_DIRECTIONS FOR THIS TASK_
When counting, include every line of the data that holds "crate", then state the total alone.

(Stored data)
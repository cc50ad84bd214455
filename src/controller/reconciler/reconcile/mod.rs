//! # Reconciliation Logic
//!
//! Orchestrator that drives one resource toward its desired state.
//!
//! Each invocation works from the current snapshot only:
//!
//! 1. Fetch the record; an absent record is already gone
//! 2. Deletion marker set: run cleanup and discharge the finalizer (`cleanup.rs`)
//! 3. Register the finalizer before any target write
//! 4. Validate against the last applied snapshot
//! 5. Converge the target incrementally (`converge.rs`)
//! 6. Record the outcome in the status block with a single write
//!
//! A stale read is never an error: the write is rejected, the pass ends,
//! and the resource is requeued immediately.

mod cleanup;
mod converge;

pub use cleanup::CleanupSet;
pub use converge::ConvergencePlan;

use crate::config::ControllerConfig;
use crate::constants::{CONDITION_READY, CONDITION_VALIDATED};
use crate::controller::reconciler::status::{
    self, now_rfc3339, RequeueScheduler, REASON_PERMANENT_FAILURE, REASON_RECONCILED,
    REASON_SUSPENDED, REASON_TRANSIENT_FAILURE, REASON_VALID, REASON_VALIDATION_FAILED,
};
use crate::controller::reconciler::types::{Outcome, Reconcilable, ReconcilerError, ResourceKey};
use crate::controller::reconciler::validation::{parse_kubernetes_duration, Validator};
use crate::controller::reconciler::{cache, finalizer};
use crate::crd::{ConditionStatus, DeclarationSpec};
use crate::observability::metrics;
use crate::provider::{ProviderError, TargetProvider};
use crate::store::{ResourceStore, StoreError};
use std::collections::{BTreeMap, BTreeSet};
use std::future::Future;
use std::sync::Arc;
use std::time::{Duration, Instant};
use tracing::{debug, error, info, info_span, warn, Instrument};

/// Reconciler context
///
/// One instance per (resource kind, target provider) pair, built at startup
/// and shared by every reconciliation.
pub struct Reconciler<K> {
    store: Arc<dyn ResourceStore<K>>,
    provider: Arc<dyn TargetProvider>,
    validator: Validator,
    scheduler: RequeueScheduler,
    finalizer_name: String,
    deadline: Duration,
    drift_check_interval: Option<Duration>,
}

impl<K> std::fmt::Debug for Reconciler<K> {
    fn fmt(&self, f: &mut std::fmt::Formatter<'_>) -> std::fmt::Result {
        f.debug_struct("Reconciler")
            .field("provider", &self.provider.name())
            .field("finalizer_name", &self.finalizer_name)
            .field("deadline", &self.deadline)
            .field("drift_check_interval", &self.drift_check_interval)
            .finish_non_exhaustive()
    }
}

impl<K: Reconcilable> Reconciler<K> {
    #[must_use]
    pub fn new(
        store: Arc<dyn ResourceStore<K>>,
        provider: Arc<dyn TargetProvider>,
        config: &ControllerConfig,
    ) -> Self {
        Self {
            store,
            provider,
            validator: Validator::new(config.validation_limits()),
            scheduler: RequeueScheduler::new(config.backoff()),
            finalizer_name: config.finalizer_name.clone(),
            deadline: config.reconcile_deadline(),
            drift_check_interval: config.drift_check_interval,
        }
    }

    #[must_use]
    pub fn validator(&self) -> &Validator {
        &self.validator
    }

    #[must_use]
    pub fn finalizer_name(&self) -> &str {
        &self.finalizer_name
    }

    /// Retry interval for failures that carry no delay of their own
    #[must_use]
    pub fn base_interval(&self) -> Duration {
        self.scheduler.base_interval()
    }

    /// Reconcile the resource identified by `key`
    ///
    /// # Errors
    /// Returns a [`ReconcilerError`] after the failure has been recorded in
    /// the status block (storage failures excepted, they cannot be recorded)
    pub async fn reconcile(&self, key: &ResourceKey) -> Result<Outcome, ReconcilerError> {
        let start = Instant::now();
        let span = info_span!(
            "reconcile",
            resource.namespace = key.namespace.as_str(),
            resource.name = key.name.as_str(),
            provider = self.provider.name()
        );

        metrics::increment_reconciliations();
        let result = self.reconcile_once(key).instrument(span).await;
        metrics::observe_reconciliation_duration(start.elapsed().as_secs_f64());

        match &result {
            Ok(Outcome::Done) => debug!("Reconciliation of {} complete", key),
            Ok(outcome) => metrics::increment_requeues(outcome.as_str()),
            Err(e) => {
                metrics::increment_reconciliation_errors(e.kind());
                if matches!(e, ReconcilerError::Transient { .. }) {
                    metrics::increment_requeues("backoff");
                }
            }
        }
        result
    }

    async fn reconcile_once(&self, key: &ResourceKey) -> Result<Outcome, ReconcilerError> {
        let resource = match self.store.get(key).await {
            Ok(Some(resource)) => resource,
            Ok(None) => {
                debug!("Resource {} no longer exists, nothing to do", key);
                return Ok(Outcome::Done);
            }
            Err(e) => return handle_store_error(e),
        };

        if resource.deletion_requested() {
            return self.finalize(resource).await;
        }
        self.apply(resource).await
    }

    /// Normal branch: converge the target toward the desired state
    async fn apply(&self, resource: K) -> Result<Outcome, ReconcilerError> {
        let key = resource.key();

        // The obligation must be durable before anything is created
        let resource = if finalizer::is_registered(&resource, &self.finalizer_name) {
            resource
        } else {
            let mut working = resource;
            finalizer::register(&mut working, &self.finalizer_name);
            info!("Registering finalizer {} on {}", self.finalizer_name, key);
            match self.store.update(&working).await {
                Ok(stored) => stored,
                Err(e) => return handle_store_error(e),
            }
        };

        let mut working = resource.clone();
        let desired = working.desired().clone();
        let previous = cache::previous_spec(&working).cloned();
        let now = now_rfc3339();
        status::set_observed_generation(&mut working);

        if let Err(e) = self.validator.validate(&desired, previous.as_ref(), false) {
            warn!("Desired state of {} rejected: {}", key, e);
            metrics::increment_validation_rejections();
            let message = e.to_string();
            status::set_condition(
                &mut working,
                CONDITION_VALIDATED,
                ConditionStatus::False,
                e.reason(),
                &message,
                &now,
            );
            status::set_condition(
                &mut working,
                CONDITION_READY,
                ConditionStatus::False,
                REASON_VALIDATION_FAILED,
                "Desired state is invalid and will not be applied until it is corrected",
                &now,
            );
            // Not retried: only a new desired state can fix it
            return self
                .persist_status(&resource, &working)
                .await
                .map(|()| Outcome::Done)
                .or_else(handle_store_error);
        }
        status::set_condition(
            &mut working,
            CONDITION_VALIDATED,
            ConditionStatus::True,
            REASON_VALID,
            "Desired state is valid",
            &now,
        );

        if desired.suspend {
            info!("Reconciliation suspended for {}", key);
            status::set_condition(
                &mut working,
                CONDITION_READY,
                ConditionStatus::False,
                REASON_SUSPENDED,
                "Reconciliation is suspended, the target is not being converged",
                &now,
            );
            return self
                .persist_status(&resource, &working)
                .await
                .map(|()| Outcome::Done)
                .or_else(handle_store_error);
        }

        if cache::is_current(&working) {
            debug!("Desired state of {} unchanged since last apply, checking for drift", key);
        }

        let pending = cache::pending_in(&working, &desired.scope).cloned();
        let mut written = BTreeSet::new();
        let converged = self
            .within_deadline(self.converge(
                previous.as_ref(),
                pending.as_ref(),
                &desired,
                &mut written,
            ))
            .await;

        match converged {
            Ok(attributes) => {
                cache::set(&mut working, &desired, &now);
                cache::clear_pending(&mut working, &desired.scope);
                self.scheduler.record_success(&mut working);
                status::set_observed_attributes(&mut working, attributes);
                status::set_condition(
                    &mut working,
                    CONDITION_READY,
                    ConditionStatus::True,
                    REASON_RECONCILED,
                    &format!(
                        "Applied {} entries to scope {}",
                        desired.entries.len(),
                        desired.scope
                    ),
                    &now,
                );
                if let Err(e) = self.persist_status(&resource, &working).await {
                    return handle_store_error(e);
                }
                Ok(RequeueScheduler::after_success(
                    self.drift_check_interval(&desired),
                ))
            }
            Err(e) => {
                // Keys this pass may have written stay owned until a pass completes
                cache::mark_pending(&mut working, &desired.scope, written);
                self.record_failure(&resource, working, e, &now).await
            }
        }
    }

    /// Observe the scope, then apply the incremental plan
    ///
    /// Keys the plan writes are added to `written` before the first write.
    /// Returns the observed target attributes on success.
    async fn converge(
        &self,
        previous: Option<&DeclarationSpec>,
        pending: Option<&BTreeSet<String>>,
        desired: &DeclarationSpec,
        written: &mut BTreeSet<String>,
    ) -> Result<BTreeMap<String, String>, ProviderError> {
        let provider = self.provider.as_ref();
        let observation =
            call_provider(provider, "observe", provider.observe(&desired.scope)).await?;
        let plan =
            ConvergencePlan::compute(previous, pending, desired, Some(&observation.items));
        written.extend(plan.written_keys().cloned());
        plan.execute(provider, &desired.scope).await?;

        let mut attributes = observation.attributes;
        attributes.insert(
            "managedEntries".to_string(),
            desired.entries.len().to_string(),
        );
        Ok(attributes)
    }

    /// Record a provider failure and turn it into the matching error
    async fn record_failure(
        &self,
        original: &K,
        mut working: K,
        failure: ProviderError,
        now: &str,
    ) -> Result<Outcome, ReconcilerError> {
        let retry_after = self.scheduler.record_failure(&mut working, now);
        let (reason, error) = if failure.is_permanent() {
            error!("Permanent target failure for {}: {}", original.key(), failure);
            (
                REASON_PERMANENT_FAILURE,
                ReconcilerError::Permanent(failure.message().to_string()),
            )
        } else {
            warn!(
                "Target failure for {}: {} (retrying in {}s)",
                original.key(),
                failure,
                retry_after.as_secs()
            );
            (
                REASON_TRANSIENT_FAILURE,
                ReconcilerError::Transient {
                    message: failure.message().to_string(),
                    retry_after,
                },
            )
        };
        status::set_condition(
            &mut working,
            CONDITION_READY,
            ConditionStatus::False,
            reason,
            failure.message(),
            now,
        );

        if let Err(e) = self.persist_status(original, &working).await {
            return handle_store_error(e);
        }
        Err(error)
    }

    /// Write the status block if it changed
    async fn persist_status(&self, original: &K, working: &K) -> Result<(), StoreError> {
        if original.status() == working.status() {
            debug!("Status of {} unchanged, skipping update", original.key());
            return Ok(());
        }
        self.store.update_status(working).await.map(|_| ())
    }

    /// Run target calls under the per-invocation deadline
    ///
    /// An elapsed deadline counts as a transient failure.
    async fn within_deadline<T>(
        &self,
        work: impl Future<Output = Result<T, ProviderError>>,
    ) -> Result<T, ProviderError> {
        tokio::time::timeout(self.deadline, work)
            .await
            .unwrap_or_else(|_| {
                Err(ProviderError::Transient(format!(
                    "Target calls did not finish within the {}s deadline",
                    self.deadline.as_secs()
                )))
            })
    }

    /// Periodic re-verification interval for `desired`
    fn drift_check_interval(&self, desired: &DeclarationSpec) -> Option<Duration> {
        match &desired.drift_check_interval {
            Some(interval) => match parse_kubernetes_duration(interval) {
                Ok(duration) => Some(duration),
                Err(e) => {
                    metrics::increment_duration_parsing_errors();
                    warn!("Ignoring driftCheckInterval '{}': {}", interval, e);
                    self.drift_check_interval
                }
            },
            None => self.drift_check_interval,
        }
    }
}

/// Map a storage failure to the pass outcome
///
/// Conflicts mean the read was stale: retry right away without backoff.
/// A record purged between read and write needs nothing more.
fn handle_store_error(error: StoreError) -> Result<Outcome, ReconcilerError> {
    match error {
        StoreError::Conflict(key) => {
            info!("Write to {} conflicted with a newer version, requeueing", key);
            metrics::increment_store_conflicts();
            Ok(Outcome::RequeueNow)
        }
        StoreError::NotFound(key) => {
            debug!("Resource {} disappeared during reconciliation", key);
            Ok(Outcome::Done)
        }
        other => Err(ReconcilerError::Store(other)),
    }
}

/// Call the target provider, recording duration and errors
pub(super) async fn call_provider<T>(
    provider: &dyn TargetProvider,
    operation: &str,
    call: impl Future<Output = Result<T, ProviderError>>,
) -> Result<T, ProviderError> {
    let start = Instant::now();
    let result = call.await;
    metrics::record_provider_operation(
        provider.name(),
        operation,
        start.elapsed().as_secs_f64(),
    );
    if result.is_err() {
        metrics::increment_provider_operation_errors(provider.name(), operation);
    }
    result
}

_PROBLEM SOLUTION_
10